Effect of biomineralization technique on the strength and durability characteristics of recycled aggregate concrete

The recycling of waste in concrete prevents the depletion of natural resources, preserves the environment and also manages the disposal of waste. As aggregates in concrete are in higher volume, hence using construction and demolition waste (CDW) as recycled aggregate would make concrete construction more sustainable. In this study, the technique of biomineralization has been addressed to improve the strength and durability properties of recycled aggregate concrete (RAC). For this, RAC mixes with and without bacteria were prepared with 50% and 100% recycled coarse aggregate (RCA). The compressive strength, water absorption, water permeability, electrical resistivity, durability against sulfate resistance of concrete were tested. In addition, microstructure analysis of concrete was carried out using SEM, EDS and XRD. Tests for durability were performed on 28, 56, 120 days and for strength on 7, 28, 56, 120 days. Results show that the compressive strength of 100% RAC concrete was increased by 19.0% on 120 days from the CaCO3 precipitations accumulated by bacteria and durability properties in terms of water absorption, water permeability, electrical resistance were also enhanced by 12.7%, 42.9%, 100.8% respectively The bacterial activity could resist the penetration of sulfates and hence improved strength performance was recorded in the sulfate environment of the bacterial recycled aggregate concrete (BRAC). Moreover, the presence of crystals of bacterial CaCO3 precipitation and sulfate salts were observed in the micrographs of SEM, which was confirmed by the results of EDS and XRD analysis.

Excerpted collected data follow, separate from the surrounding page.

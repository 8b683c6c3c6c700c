use std::net::{Ipv4Addr, SocketAddr};

use serde::{Deserialize, Serialize};

/// Default port the chain is served on.
pub const DEFAULT_PORT: u16 = 6001;

#[derive(Clone, Debug, PartialEq, Eq, Serialize, Deserialize)]
#[serde(default)]
pub struct ServerConfig {
    pub bind_addr: SocketAddr,
}

impl Default for ServerConfig {
    fn default() -> Self {
        Self {
            bind_addr: SocketAddr::from((Ipv4Addr::LOCALHOST, DEFAULT_PORT)),
        }
    }
}

#[cfg(test)]
mod tests {
    use super::*;

    #[test]
    fn default_config() {
        let c = ServerConfig::default();
        assert_eq!(c.bind_addr, "127.0.0.1:6001".parse::<SocketAddr>().unwrap());
    }

    #[test]
    fn deserializes_with_defaults() {
        let c: ServerConfig = toml::from_str("").unwrap();
        assert_eq!(c, ServerConfig::default());

        let c: ServerConfig = toml::from_str("bind_addr = \"0.0.0.0:7000\"").unwrap();
        assert_eq!(c.bind_addr.port(), 7000);
    }
}
use axum::routing::get;
use axum::Router;
use tower_http::trace::TraceLayer;

use crate::handler::{self, AppState};

/// Build the axum router with all chain endpoints.
///
/// `get` also answers HEAD; other methods get 405.
pub fn build_router(state: AppState) -> Router {
    Router::new()
        .route("/", get(handler::first_handler))
        .route("/next/", get(handler::first_handler))
        .route("/next/:cursor", get(handler::next_handler))
        .route("/:hash", get(handler::entry_handler))
        .fallback(handler::fallback_handler)
        .layer(TraceLayer::new_for_http())
        .with_state(state)
}
use tailchain_types::ChainHash;

use crate::error::ProtocolResult;

/// Prefix of the long-poll resource.
pub const NEXT_PREFIX: &str = "/next/";

/// `/<hex>`: the entry resource.
pub fn entry_path(hash: &ChainHash) -> String {
    format!("/{hash}")
}

/// `/next/<hex>`, or `/next/` for the first entry.
pub fn next_path(cursor: Option<&ChainHash>) -> String {
    match cursor {
        Some(hash) => format!("{NEXT_PREFIX}{hash}"),
        None => NEXT_PREFIX.to_string(),
    }
}

/// Parse a hash path segment. Anything but exactly 64 hex digits is rejected.
pub fn parse_hash_segment(segment: &str) -> ProtocolResult<ChainHash> {
    Ok(ChainHash::from_hex(segment)?)
}

/// Parse a cursor path segment; empty means "before the first entry".
pub fn parse_cursor_segment(segment: &str) -> ProtocolResult<Option<ChainHash>> {
    if segment.is_empty() {
        return Ok(None);
    }
    parse_hash_segment(segment).map(Some)
}
use thiserror::Error;

#[derive(Debug, Error, PartialEq, Eq)]
pub enum ProtocolError {
    #[error("invalid hash: {0}")]
    InvalidHash(#[from] tailchain_types::TypeError),

    #[error("missing header {0}")]
    MissingHeader(String),

    #[error("invalid header {name}: {reason}")]
    InvalidHeader { name: String, reason: String },

    #[error("invalid instant {0:?}: expected <unix-seconds>:<nanoseconds>")]
    InvalidInstant(String),

    #[error("content length mismatch: declared {declared}, received {actual}")]
    LengthMismatch { declared: u64, actual: usize },
}

pub type ProtocolResult<T> = Result<T, ProtocolError>;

Further, the benefit-cost ratio reveals that the improvements that have been achieved in 100% RAC properties with bacteria show that 100% BRAC pro-duction is economically feasible. (C) 2021 Elsevier Ltd. All rights reserved.

Automated summary

Recycling of concrete waste can enhance the sustainability of concrete construction, improving the performance of recycled aggregate concrete through biomineralization technique, while bacterial activity boosts compressive strength and durability of concrete.